//! Engine - full adaptive-strategy system orchestration
//!
//! Ties together all components:
//! - Market data ingestion into per-series sample windows
//! - Pattern detection and strategy adaptation on a timer
//! - Fill attribution across gate, analyzer and risk monitor
//! - Risk evaluation, snapshot persistence and reservation expiry
//! - Alert persistence

use std::sync::Arc;
use std::sync::atomic::{AtomicBool, Ordering};
use std::sync::Mutex;
use std::time::Duration;

use dashmap::DashMap;
use proteus_analyzer::{AnalyzerResult, MarketPerformanceMetrics, PerformanceAnalyzer};
use proteus_core::{AssetId, OrderProposal, SampleWindow, StrategyId, Timeframe};
use proteus_gate::{Decision, OrderGate};
use proteus_patterns::{DetectError, DetectResult, DetectedPattern, PatternDetector};
use proteus_ports::{
    AdaptationRow, Clock, FillFeed, MarketDataFeed, PerformanceSnapshotRow, StateStore,
    StoreResult,
};
use proteus_risk_monitor::{HaltInfo, RiskAlert, RiskMonitor};
use proteus_strategy::{AdaptationReport, StrategyConfig, StrategyManager, StrategyResult};
use serde::Serialize;
use tokio::sync::{broadcast, watch};
use tokio::task::JoinHandle;
use tokio::time::MissedTickBehavior;

use crate::config::EngineConfig;
use crate::store::InMemoryStore;

/// One ingested market data series
type SeriesKey = (AssetId, Timeframe);

/// Point-in-time view of the engine's operational state
#[derive(Debug, Clone, Serialize)]
pub struct EngineStatus {
    pub running: bool,
    pub accepting_orders: bool,
    pub emergency_stopped: bool,
    /// Reason and time of the emergency stop, when one is active
    pub emergency: Option<HaltInfo>,
    /// Individually halted strategies with reason and time
    pub halted: Vec<(StrategyId, HaltInfo)>,
    pub strategies: usize,
    pub open_reservations: usize,
    pub tracked_series: usize,
}

/// The orchestration context. Owns every component; all cross-component
/// wiring happens here and nowhere else.
///
/// Lifecycle: construct, [`start`](Engine::start) with the two feeds, then
/// [`shutdown`](Engine::shutdown). Operations stay callable whether or not
/// the background loops are running.
pub struct Engine {
    config: EngineConfig,
    clock: Arc<dyn Clock>,
    detector: Arc<PatternDetector>,
    strategies: StrategyManager,
    analyzer: PerformanceAnalyzer,
    risk: RiskMonitor,
    gate: OrderGate,
    store: Arc<dyn StateStore>,
    windows: Arc<DashMap<SeriesKey, SampleWindow>>,
    shutdown_tx: watch::Sender<bool>,
    tasks: Mutex<Vec<JoinHandle<()>>>,
    running: AtomicBool,
}
use std::collections::BTreeMap;

use proteus_core::{AssetId, StrategyId, Timeframe, Timestamp};
use proteus_patterns::DetectedPattern;
use proteus_ports::{StoreError, StoreResult, StrategyRow};
use rust_decimal::Decimal;
use rust_decimal::prelude::{FromPrimitive, ToPrimitive};
use rust_decimal_macros::dec;
use serde::{Deserialize, Serialize};

use crate::rules::AdaptationRule;

/// Parameter names the risk limits bound directly.
pub mod params {
    pub const MAX_POSITION_SIZE: &str = "max_position_size";
    pub const LEVERAGE: &str = "leverage";
    pub const STOP_LOSS: &str = "stop_loss";
}

#[derive(Debug, Clone, Copy, PartialEq, Eq, Hash, Serialize, Deserialize)]
pub enum StrategyKind {
    TrendFollowing,
    MeanReversion,
    Momentum,
    Arbitrage,
    MarketMaking,
}

impl StrategyKind {
    pub fn as_str(&self) -> &'static str {
        match self {
            StrategyKind::TrendFollowing => "trend_following",
            StrategyKind::MeanReversion => "mean_reversion",
            StrategyKind::Momentum => "momentum",
            StrategyKind::Arbitrage => "arbitrage",
            StrategyKind::MarketMaking => "market_making",
        }
    }
}

impl std::fmt::Display for StrategyKind {
    fn fmt(&self, f: &mut std::fmt::Formatter<'_>) -> std::fmt::Result {
        write!(f, "{}", self.as_str())
    }
}

#[derive(Debug, Clone, Copy, PartialEq, Serialize, Deserialize)]
pub struct PerformanceTargets {
    pub target_return: f64,
    pub max_drawdown: f64,
    pub min_sharpe: f64,
    pub min_win_rate: f64,
}

impl Default for PerformanceTargets {
    fn default() -> Self {
        Self {
            target_return: 0.10,  // 10% over the evaluation horizon
            max_drawdown: 0.15,
            min_sharpe: 1.0,
            min_win_rate: 0.5,
        }
    }
}

/// Hard per-strategy risk bounds. `current_parameters` never violate
/// these; adjustments that would are clamped to the boundary.
#[derive(Debug, Clone, Copy, PartialEq, Eq, Serialize, Deserialize)]
pub struct RiskLimits {
    pub max_position_size: Decimal,
    pub max_leverage: Decimal,
    pub stop_loss_fraction: Decimal,
}

impl Default for RiskLimits {
    fn default() -> Self {
        Self {
            max_position_size: dec!(1),
            max_leverage: dec!(3),
            stop_loss_fraction: dec!(0.05),
        }
    }
}

impl RiskLimits {
    /// Upper bound this limit set places on a named parameter, if any.
    pub fn bound_for(&self, parameter: &str) -> Option<f64> {
        let cap = match parameter {
            params::MAX_POSITION_SIZE => self.max_position_size,
            params::LEVERAGE => self.max_leverage,
            params::STOP_LOSS => self.stop_loss_fraction,
            _ => return None,
        };
        Some(cap.to_f64().unwrap_or(f64::MAX).max(0.0))
    }

    /// Clamps a parameter value into [0, bound] when the name is bounded.
    pub fn clamp(&self, parameter: &str, value: f64) -> f64 {
        match self.bound_for(parameter) {
            Some(cap) => value.clamp(0.0, cap),
            None => value,
        }
    }
}

/// Registration input for one adaptive strategy.
#[derive(Debug, Clone, Serialize, Deserialize)]
pub struct StrategyConfig {
    pub strategy_id: StrategyId,
    pub kind: StrategyKind,
    /// Mandate: only patterns on this asset and timeframe adapt it
    pub asset: AssetId,
    pub timeframe: Timeframe,
    pub parameters: BTreeMap<String, f64>,
    pub performance_targets: PerformanceTargets,
    pub risk_limits: RiskLimits,
    /// Evaluated in order on every matching pattern
    pub rules: Vec<AdaptationRule>,
}

/// A registered strategy in the arena.
///
/// `base_parameters` are immutable after registration;
/// `current_parameters` move only through the adaptation engine while the
/// arena entry is held, and always satisfy `risk_limits`.
#[derive(Debug, Clone, Serialize, Deserialize)]
pub struct AdaptiveStrategy {
    pub strategy_id: StrategyId,
    pub kind: StrategyKind,
    pub asset: AssetId,
    pub timeframe: Timeframe,
    pub base_parameters: BTreeMap<String, f64>,
    pub current_parameters: BTreeMap<String, f64>,
    pub performance_targets: PerformanceTargets,
    pub risk_limits: RiskLimits,
    pub rules: Vec<AdaptationRule>,
    pub registered_at: Timestamp,
    pub last_adapted_at: Option<Timestamp>,
}

impl AdaptiveStrategy {
    pub fn from_config(config: StrategyConfig, registered_at: Timestamp) -> Self {
        // the limit invariant holds from the first moment
        let mut current = config.parameters.clone();
        for (name, value) in current.iter_mut() {
            *value = config.risk_limits.clamp(name, *value);
        }
        Self {
            strategy_id: config.strategy_id,
            kind: config.kind,
            asset: config.asset,
            timeframe: config.timeframe,
            base_parameters: config.parameters,
            current_parameters: current,
            performance_targets: config.performance_targets,
            risk_limits: config.risk_limits,
            rules: config.rules,
            registered_at,
            last_adapted_at: None,
        }
    }

    /// Whether a pattern falls inside this strategy's mandate.
    pub fn matches(&self, pattern: &DetectedPattern) -> bool {
        self.asset == pattern.asset && self.timeframe == pattern.timeframe
    }

    /// Effective position-size cap: the risk limit, tightened by the live
    /// `max_position_size` parameter when one is present.
    pub fn live_max_position_size(&self) -> Decimal {
        let limit = self.risk_limits.max_position_size;
        match self.current_parameters.get(params::MAX_POSITION_SIZE) {
            Some(value) => Decimal::from_f64(*value).map_or(limit, |d| d.min(limit)),
            None => limit,
        }
    }

    /// Persistence row capturing the full registered state.
    pub fn to_row(&self) -> StoreResult<StrategyRow> {
        Ok(StrategyRow {
            strategy_id: self.strategy_id.clone(),
            kind: self.kind.as_str().to_string(),
            asset: self.asset.clone(),
            timeframe: self.timeframe.as_str().to_string(),
            registered_at: self.registered_at,
            config_json: serde_json::to_string(self)
                .map_err(|e| StoreError::Serialization(e.to_string()))?,
        })
    }
}

#[cfg(test)]
mod tests {
    use super::*;
    use chrono::{TimeZone, Utc};

    fn config() -> StrategyConfig {
        StrategyConfig {
            strategy_id: "alpha".to_string(),
            kind: StrategyKind::TrendFollowing,
            asset: "BTC/USD".to_string(),
            timeframe: Timeframe::H1,
            parameters: BTreeMap::from([
                ("entry_threshold".to_string(), 1.5),
                (params::MAX_POSITION_SIZE.to_string(), 0.1),
            ]),
            performance_targets: PerformanceTargets::default(),
            risk_limits: RiskLimits {
                max_position_size: dec!(0.1),
                ..RiskLimits::default()
            },
            rules: Vec::new(),
        }
    }

    fn t0() -> Timestamp {
        Utc.with_ymd_and_hms(2024, 3, 1, 0, 0, 0).unwrap()
    }

    #[test]
    fn test_registration_clamps_into_risk_limits() {
        let mut config = config();
        config
            .parameters
            .insert(params::MAX_POSITION_SIZE.to_string(), 0.5);
        let strategy = AdaptiveStrategy::from_config(config, t0());
        assert_eq!(
            strategy.current_parameters[params::MAX_POSITION_SIZE],
            0.1
        );
        // base keeps the registered value untouched
        assert_eq!(strategy.base_parameters[params::MAX_POSITION_SIZE], 0.5);
    }

    #[test]
    fn test_live_max_position_size_tightens_limit() {
        let strategy = AdaptiveStrategy::from_config(config(), t0());
        assert_eq!(strategy.live_max_position_size(), dec!(0.1));

        let mut without_param = config();
        without_param.parameters.remove(params::MAX_POSITION_SIZE);
        let strategy = AdaptiveStrategy::from_config(without_param, t0());
        // falls back to the risk limit itself
        assert_eq!(strategy.live_max_position_size(), dec!(0.1));
    }

    #[test]
    fn test_unbounded_parameter_passes_through() {
        let limits = RiskLimits::default();
        assert_eq!(limits.clamp("entry_threshold", 42.0), 42.0);
        assert_eq!(limits.bound_for("entry_threshold"), None);
    }

    #[test]
    fn test_to_row_round_trips_config_json() {
        let strategy = AdaptiveStrategy::from_config(config(), t0());
        let row = strategy.to_row().unwrap();
        assert_eq!(row.strategy_id, "alpha");
        assert_eq!(row.kind, "trend_following");
        assert_eq!(row.timeframe, "1h");
        let parsed: AdaptiveStrategy = serde_json::from_str(&row.config_json).unwrap();
        assert_eq!(parsed.current_parameters, strategy.current_parameters);
    }
}
//! Proteus Risk Monitor
//!
//! Maintains portfolio and per-strategy risk state, recomputed on every
//! fill and on an independent monitoring tick so passive drift (such as
//! correlation changes) is caught without trade flow.
//!
//! Limit breaches raise broadcast alerts that are idempotent per breach
//! episode: an active breach never re-alerts, and an episode only closes
//! once the value falls back below the warning boundary. Critical
//! breaches trigger automatic halts when enabled.
//!
//! Halts are reversible only by explicit resume; the emergency stop
//! halts everything.

mod alerts;
mod config;
mod error;
mod halt;
mod monitor;
mod state;

pub use alerts::{AlertKind, AlertSeverity, RiskAlert};
pub use config::{RiskLimitConfig, RiskMonitorConfig};
pub use error::{RiskError, RiskResult};
pub use halt::{HaltInfo, HaltRegistry};
pub use monitor::RiskMonitor;
pub use state::{RiskScope, RiskState};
★ ★ ★ ★
Work request: Write down how many lines in the data contain "EngineConfig". Add nothing else.

Output for this task: 2